**WHAT THIS TASK INVOLVES**
Within the listing below, how many lines contain the word "integer"? Answer with the number only.

**INPUT DATA**
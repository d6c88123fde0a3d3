//! Request and response bodies of the JSON API.

use serde::{Deserialize, Serialize};

use crate::domain::catalog::{MarketFilter, MarketListing, MarketQuery, SortField, SortOrder};
use crate::domain::error::MarketError;
use crate::domain::market::Purchase;
use crate::domain::player::{Money, Player};
use crate::domain::team::Squad;
use crate::domain::user::Principal;

#[derive(Debug, Serialize, Deserialize)]
pub struct ErrorBody {
    pub error: String,
}

#[derive(Debug, Deserialize)]
pub struct LoginRequest {
    pub email: String,
    pub password: String,
}

#[derive(Debug, Serialize)]
pub struct PrincipalDto {
    pub user_id: i64,
    pub email: String,
    pub has_team: bool,
}

impl From<Principal> for PrincipalDto {
    fn from(p: Principal) -> Self {
        Self {
            user_id: p.user_id.0,
            email: p.email,
            has_team: p.has_team,
        }
    }
}

#[derive(Debug, Serialize)]
#[serde(rename_all = "camelCase")]
pub struct PlayerDto {
    pub id: i64,
    pub name: String,
    pub position: &'static str,
    pub price: Money,
    pub team_id: Option<i64>,
    pub is_listed: bool,
    pub asking_price: Option<Money>,
}

impl From<&Player> for PlayerDto {
    fn from(p: &Player) -> Self {
        Self {
            id: p.id.0,
            name: p.name.clone(),
            position: p.position.code(),
            price: p.price,
            team_id: p.team_id().map(|t| t.0),
            is_listed: p.is_listed(),
            asking_price: p.asking_price(),
        }
    }
}

#[derive(Debug, Serialize)]
#[serde(rename_all = "camelCase")]
pub struct TeamDto {
    pub id: i64,
    pub name: String,
    pub budget: Money,
    pub player_count: usize,
    pub squad_value: Money,
    pub players: Vec<PlayerDto>,
}

impl From<&Squad> for TeamDto {
    fn from(squad: &Squad) -> Self {
        Self {
            id: squad.team.id.0,
            name: squad.team.name.clone(),
            budget: squad.team.budget,
            player_count: squad.player_count(),
            squad_value: squad.squad_value(),
            players: squad.players.iter().map(PlayerDto::from).collect(),
        }
    }
}

#[derive(Debug, Serialize)]
#[serde(rename_all = "camelCase")]
pub struct ListingDto {
    #[serde(flatten)]
    pub player: PlayerDto,
    pub team_name: String,
}

impl From<&MarketListing> for ListingDto {
    fn from(listing: &MarketListing) -> Self {
        Self {
            player: PlayerDto::from(&listing.player),
            team_name: listing.team_name.clone(),
        }
    }
}

#[derive(Debug, Serialize)]
#[serde(rename_all = "camelCase")]
pub struct PurchaseDto {
    pub player: PlayerDto,
    pub buyer_team_id: i64,
    pub seller_team_id: i64,
    pub settlement: Money,
    pub buyer_budget: Money,
    pub seller_budget: Money,
}

impl From<&Purchase> for PurchaseDto {
    fn from(p: &Purchase) -> Self {
        Self {
            player: PlayerDto::from(&p.player),
            buyer_team_id: p.buyer_team.0,
            seller_team_id: p.seller_team.0,
            settlement: p.settlement,
            buyer_budget: p.buyer_budget,
            seller_budget: p.seller_budget,
        }
    }
}

#[derive(Debug, Deserialize)]
pub struct CreateTeamRequest {
    pub players: Vec<i64>,
}

#[derive(Debug, Deserialize)]
#[serde(rename_all = "camelCase")]
pub struct ListRequest {
    pub player_id: i64,
    pub asking_price: Money,
}

#[derive(Debug, Deserialize)]
#[serde(rename_all = "camelCase")]
pub struct PlayerRequest {
    pub player_id: i64,
}

/// Query string of `GET /api/transfers`.
#[derive(Debug, Default, Deserialize)]
#[serde(rename_all = "camelCase")]
pub struct TransferQuery {
    pub player_name: Option<String>,
    pub team_name: Option<String>,
    pub max_price: Option<Money>,
    pub sort: Option<String>,
    pub order: Option<String>,
}

impl TransferQuery {
    pub fn into_market_query(self) -> Result<MarketQuery, MarketError> {
        Ok(MarketQuery {
            filter: MarketFilter {
                name_prefix: self.player_name,
                team_name_contains: self.team_name,
                max_price: self.max_price,
            },
            sort: self.sort.as_deref().map(str::parse::<SortField>).transpose()?.unwrap_or_default(),
            order: self.order.as_deref().map(str::parse::<SortOrder>).transpose()?.unwrap_or_default(),
        })
    }
}
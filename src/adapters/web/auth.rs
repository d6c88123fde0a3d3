//! Authentication backend for axum-login.
//!
//! Credentials resolve through the domain's identity rules, so an unknown
//! email registers a new account on first login.

use axum_login::{AuthUser, AuthnBackend};
use std::fmt;
use std::sync::Arc;

use crate::domain::error::MarketError;
use crate::domain::identity::{self, Credentials};
use crate::domain::user::{User, UserId};
use crate::ports::store_port::StorePort;

use super::blocking;

pub type AuthSession = axum_login::AuthSession<Backend>;

/// The logged-in user held in the session.
#[derive(Clone)]
pub struct SessionUser {
    pub user: User,
}

impl fmt::Debug for SessionUser {
    fn fmt(&self, f: &mut fmt::Formatter<'_>) -> fmt::Result {
        f.debug_struct("SessionUser")
            .field("id", &self.user.id)
            .field("email", &self.user.email)
            .finish()
    }
}

impl AuthUser for SessionUser {
    type Id = i64;

    fn id(&self) -> i64 {
        self.user.id.0
    }

    // A password change invalidates existing sessions.
    fn session_auth_hash(&self) -> &[u8] {
        self.user.password_hash.as_bytes()
    }
}

#[derive(Clone)]
pub struct Backend {
    store: Arc<dyn StorePort + Send + Sync>,
}

impl Backend {
    pub fn new(store: Arc<dyn StorePort + Send + Sync>) -> Self {
        Self { store }
    }
}

impl AuthnBackend for Backend {
    type User = SessionUser;
    type Credentials = Credentials;
    type Error = MarketError;

    async fn authenticate(
        &self,
        creds: Self::Credentials,
    ) -> Result<Option<Self::User>, Self::Error> {
        let store = Arc::clone(&self.store);
        let user = blocking(move || identity::authenticate(store.as_ref(), &creds)).await?;
        Ok(user.map(|user| SessionUser { user }))
    }

    async fn get_user(&self, user_id: &i64) -> Result<Option<Self::User>, Self::Error> {
        let store = Arc::clone(&self.store);
        let id = UserId(*user_id);
        let user = blocking(move || store.find_user(id)).await?;
        Ok(user.map(|user| SessionUser { user }))
    }
}
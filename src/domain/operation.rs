//! Unit-of-work runner for mutating operations.

use crate::domain::error::MarketError;
use crate::ports::store_port::{StorePort, UnitOfWork};

/// A named mutation executed inside one store transaction.
pub trait Operation {
    type Output;

    const NAME: &'static str;

    fn execute(&self, tx: &mut dyn UnitOfWork) -> Result<Self::Output, MarketError>;
}

/// Run `op` in a fresh transaction: commit on success, roll back on any error.
///
/// Nothing is retried here. A failed run leaves no trace in the store, so the
/// caller may simply submit the operation again.
pub fn run<O: Operation>(store: &dyn StorePort, op: &O) -> Result<O::Output, MarketError> {
    let _span = tracing::debug_span!("operation", name = O::NAME).entered();

    let mut tx = store.begin()?;
    match op.execute(&mut *tx) {
        Ok(output) => {
            tx.commit()?;
            Ok(output)
        }
        Err(err) => {
            drop(tx);
            if err.is_internal() {
                tracing::error!(error = %err, "operation failed");
            } else {
                tracing::debug!(error = %err, "operation rejected");
            }
            Err(err)
        }
    }
}
#![cfg(feature = "sqlite")]
//! SQLite store integration tests on an on-disk database.
//!
//! Tests cover:
//! - Concurrent buys of one player across pooled connections
//! - Market queries agree with the in-process store
//! - Team creation from the pool and team replacement
//! - Data survives reopening the database file

mod common;

use common::*;
use rand::SeedableRng;
use rand::rngs::StdRng;
use squadtrader::adapters::memory_adapter::MemoryStore;
use squadtrader::adapters::sqlite_adapter::SqliteStore;
use squadtrader::domain::catalog::{self, MarketFilter, MarketQuery, SortField, SortOrder};
use squadtrader::domain::error::MarketError;
use squadtrader::domain::lifecycle;
use squadtrader::domain::market;
use squadtrader::domain::player::{Ownership, Position};
use squadtrader::domain::team::STARTING_BUDGET;
use squadtrader::ports::store_port::StorePort;
use std::path::Path;
use std::thread;
use std::time::Duration;

fn open(path: &Path) -> SqliteStore {
    let store = SqliteStore::open(path, 8, Duration::from_secs(10)).unwrap();
    store.initialize_schema().unwrap();
    store
}

#[test]
fn concurrent_buys_have_one_winner() {
    let dir = tempfile::tempdir().unwrap();
    let store = open(&dir.path().join("market.db"));

    let (seller, _, players) = legal_team(&store, "seller@example.com", "Sellers", 20);
    let target = players[4];
    market::list_player(&store, target, 2_000_000, seller).unwrap();
    let buyers: Vec<_> = (0..6)
        .map(|i| legal_team(&store, &format!("b{i}@example.com"), &format!("Buyers {i}"), 15).0)
        .collect();

    let outcomes: Vec<Result<_, MarketError>> = thread::scope(|s| {
        let handles: Vec<_> = buyers
            .iter()
            .map(|&buyer| {
                let store = &store;
                s.spawn(move || market::buy_player(store, target, buyer))
            })
            .collect();
        handles.into_iter().map(|h| h.join().unwrap()).collect()
    });

    let winners: Vec<_> = outcomes.iter().filter_map(|r| r.as_ref().ok()).collect();
    assert_eq!(winners.len(), 1);
    for err in outcomes.iter().filter_map(|r| r.as_ref().err()) {
        assert!(matches!(err, MarketError::InvalidState { .. }), "got {err}");
    }

    let moved = store.find_player(target).unwrap().unwrap();
    assert_eq!(moved.owner, Ownership::Team(winners[0].buyer_team));
    assert_eq!(budget_of(&store, seller), STARTING_BUDGET + 1_900_000);
    let total: i64 = buyers.iter().map(|&b| budget_of(&store, b)).sum::<i64>()
        + budget_of(&store, seller);
    assert_eq!(total, STARTING_BUDGET * 7);
}

fn populate(store: &dyn StorePort) {
    let (rovers, _, rover_players) = legal_team(store, "r@example.com", "Rovers FC", 18);
    let (city, _, city_players) = legal_team(store, "c@example.com", "City Athletic", 18);
    for (i, &player) in rover_players.iter().take(5).enumerate() {
        market::list_player(store, player, 100_000 * (i as i64 + 1), rovers).unwrap();
    }
    for (i, &player) in city_players.iter().take(4).enumerate() {
        market::list_player(store, player, 250_000 * (i as i64 + 1), city).unwrap();
    }
    let (elan, _, elan_players) = legal_team(store, "e@example.com", "Élan Étoile", 16);
    for &player in elan_players.iter().take(2) {
        market::list_player(store, player, 400_000, elan).unwrap();
    }
}

fn listing_ids(store: &dyn StorePort, query: &MarketQuery) -> Vec<(String, i64, String)> {
    catalog::list_market_players(store, query)
        .unwrap()
        .into_iter()
        .map(|l| (l.player.name.clone(), l.asking_price(), l.team_name))
        .collect()
}

#[test]
fn market_queries_match_memory_store() {
    let dir = tempfile::tempdir().unwrap();
    let sqlite = open(&dir.path().join("parity.db"));
    let memory = MemoryStore::new();
    populate(&sqlite);
    populate(&memory);

    let queries = [
        MarketQuery::default(),
        MarketQuery {
            filter: MarketFilter {
                name_prefix: Some("ROVERS".into()),
                ..Default::default()
            },
            ..Default::default()
        },
        MarketQuery {
            filter: MarketFilter {
                team_name_contains: Some("athl".into()),
                max_price: Some(500_000),
                ..Default::default()
            },
            sort: SortField::AskingPrice,
            order: SortOrder::Desc,
        },
        MarketQuery {
            filter: MarketFilter {
                name_prefix: Some("  ".into()),
                max_price: Some(300_000),
                ..Default::default()
            },
            sort: SortField::TeamName,
            order: SortOrder::Asc,
        },
        MarketQuery {
            filter: MarketFilter {
                name_prefix: Some("élan é".into()),
                team_name_contains: Some("ÉTOILE".into()),
                ..Default::default()
            },
            ..Default::default()
        },
    ];

    for query in &queries {
        assert_eq!(listing_ids(&sqlite, query), listing_ids(&memory, query), "{query:?}");
    }
    assert_eq!(listing_ids(&sqlite, &queries[0]).len(), 11);
    assert_eq!(listing_ids(&sqlite, &queries[2]).len(), 2);
    assert_eq!(listing_ids(&sqlite, &queries[4]).len(), 2);
}

#[test]
fn team_from_pool_then_replacement() {
    let dir = tempfile::tempdir().unwrap();
    let store = open(&dir.path().join("lifecycle.db"));
    let mut rng = StdRng::seed_from_u64(17);
    let user = register(&store, "manager@example.com");

    let first = pool_players(&store, &legal_layout(16));
    let squad = lifecycle::create_team_from_selection(&store, user, first.clone(), &mut rng).unwrap();
    assert_eq!(squad.players.len(), 16);
    assert_eq!(squad.team.budget, STARTING_BUDGET);
    assert!(catalog::list_unassigned_players(&store).unwrap().is_empty());

    market::list_player(&store, first[0], 700_000, user).unwrap();

    let second = pool_players(&store, &legal_layout(15));
    let replaced =
        lifecycle::create_team_from_selection(&store, user, second.clone(), &mut rng).unwrap();
    assert_ne!(replaced.team.id, squad.team.id);

    let pool = catalog::list_unassigned_players(&store).unwrap();
    assert_eq!(pool.len(), 16);
    assert!(pool.iter().all(|p| !p.is_listed()));
    assert!(catalog::list_market_players(&store, &MarketQuery::default())
        .unwrap()
        .is_empty());
    // The pool comes back ordered GK, DEF, MID, ATT.
    let positions: Vec<Position> = pool.iter().map(|p| p.position).collect();
    let mut sorted = positions.clone();
    sorted.sort();
    assert_eq!(positions, sorted);
}

#[test]
fn selection_with_taken_player_changes_nothing() {
    let dir = tempfile::tempdir().unwrap();
    let store = open(&dir.path().join("taken.db"));
    let mut rng = StdRng::seed_from_u64(3);
    let (_, _, other_players) = legal_team(&store, "other@example.com", "Others", 16);
    let user = register(&store, "manager@example.com");

    let mut picks = pool_players(&store, &legal_layout(15));
    picks[14] = other_players[12];
    let err = lifecycle::create_team_from_selection(&store, user, picks, &mut rng).unwrap_err();
    assert!(matches!(err, MarketError::InvalidState { .. }));
    assert!(store.squad_for_user(user).unwrap().is_none());
    assert_eq!(catalog::list_unassigned_players(&store).unwrap().len(), 15);
}

#[test]
fn data_survives_reopen() {
    let dir = tempfile::tempdir().unwrap();
    let path = dir.path().join("persist.db");
    let user = {
        let store = open(&path);
        let (user, _, players) = legal_team(&store, "keep@example.com", "Keepers", 17);
        market::list_player(&store, players[2], 333_333, user).unwrap();
        user
    };

    let store = open(&path);
    let squad = catalog::get_team_for_user(&store, user).unwrap().unwrap();
    assert_eq!(squad.players.len(), 17);
    let listed: Vec<_> = squad.players.iter().filter(|p| p.is_listed()).collect();
    assert_eq!(listed.len(), 1);
    assert_eq!(listed[0].asking_price(), Some(333_333));
}
//! Port traits the domain depends on.

pub mod config_port;
pub mod store_port;
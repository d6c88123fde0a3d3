//! Configuration access port trait.

use crate::domain::error::MarketError;

/// Typed lookups fall back to `default` when the key is absent. A value that
/// is present but does not parse is a `ConfigInvalid` error.
pub trait ConfigPort {
    fn get_string(&self, section: &str, key: &str) -> Option<String>;
    fn get_int(&self, section: &str, key: &str, default: i64) -> Result<i64, MarketError>;
    fn get_double(&self, section: &str, key: &str, default: f64) -> Result<f64, MarketError>;
    fn get_bool(&self, section: &str, key: &str, default: bool) -> Result<bool, MarketError>;

    /// Like `get_string`, but a missing or blank value is a `ConfigMissing` error.
    fn require_string(&self, section: &str, key: &str) -> Result<String, MarketError> {
        self.get_string(section, key)
            .filter(|v| !v.trim().is_empty())
            .ok_or_else(|| MarketError::ConfigMissing {
                section: section.to_string(),
                key: key.to_string(),
            })
    }

    /// A positive integer, or `ConfigInvalid` naming the key.
    fn get_positive(&self, section: &str, key: &str, default: i64) -> Result<i64, MarketError> {
        let value = self.get_int(section, key, default)?;
        if value <= 0 {
            return Err(config_invalid(
                section,
                key,
                format!("{key} must be positive, got {value}"),
            ));
        }
        Ok(value)
    }

    /// A positive integer that fits in a `u32` (pool sizes).
    fn get_positive_u32(&self, section: &str, key: &str, default: u32) -> Result<u32, MarketError> {
        let value = self.get_positive(section, key, i64::from(default))?;
        u32::try_from(value).map_err(|_| {
            config_invalid(section, key, format!("{key} must be at most {}, got {value}", u32::MAX))
        })
    }
}

pub fn config_invalid(section: &str, key: &str, reason: impl Into<String>) -> MarketError {
    MarketError::ConfigInvalid {
        section: section.to_string(),
        key: key.to_string(),
        reason: reason.into(),
    }
}
//! Users and the session principal.

use std::fmt;

#[derive(Debug, Clone, Copy, PartialEq, Eq, Hash, PartialOrd, Ord)]
pub struct UserId(pub i64);

impl fmt::Display for UserId {
    fn fmt(&self, f: &mut fmt::Formatter<'_>) -> fmt::Result {
        fmt::Display::fmt(&self.0, f)
    }
}

#[derive(Debug, Clone, PartialEq, Eq)]
pub struct User {
    pub id: UserId,
    pub email: String,
    /// PHC-format argon2 hash.
    pub password_hash: String,
}

#[derive(Debug, Clone, PartialEq, Eq)]
pub struct NewUser {
    pub email: String,
    pub password_hash: String,
}

/// What the identity provider hands the rest of the system.
#[derive(Debug, Clone, PartialEq, Eq)]
pub struct Principal {
    pub user_id: UserId,
    pub email: String,
    pub has_team: bool,
}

**ANSWER TO THIS PROBLEM**
2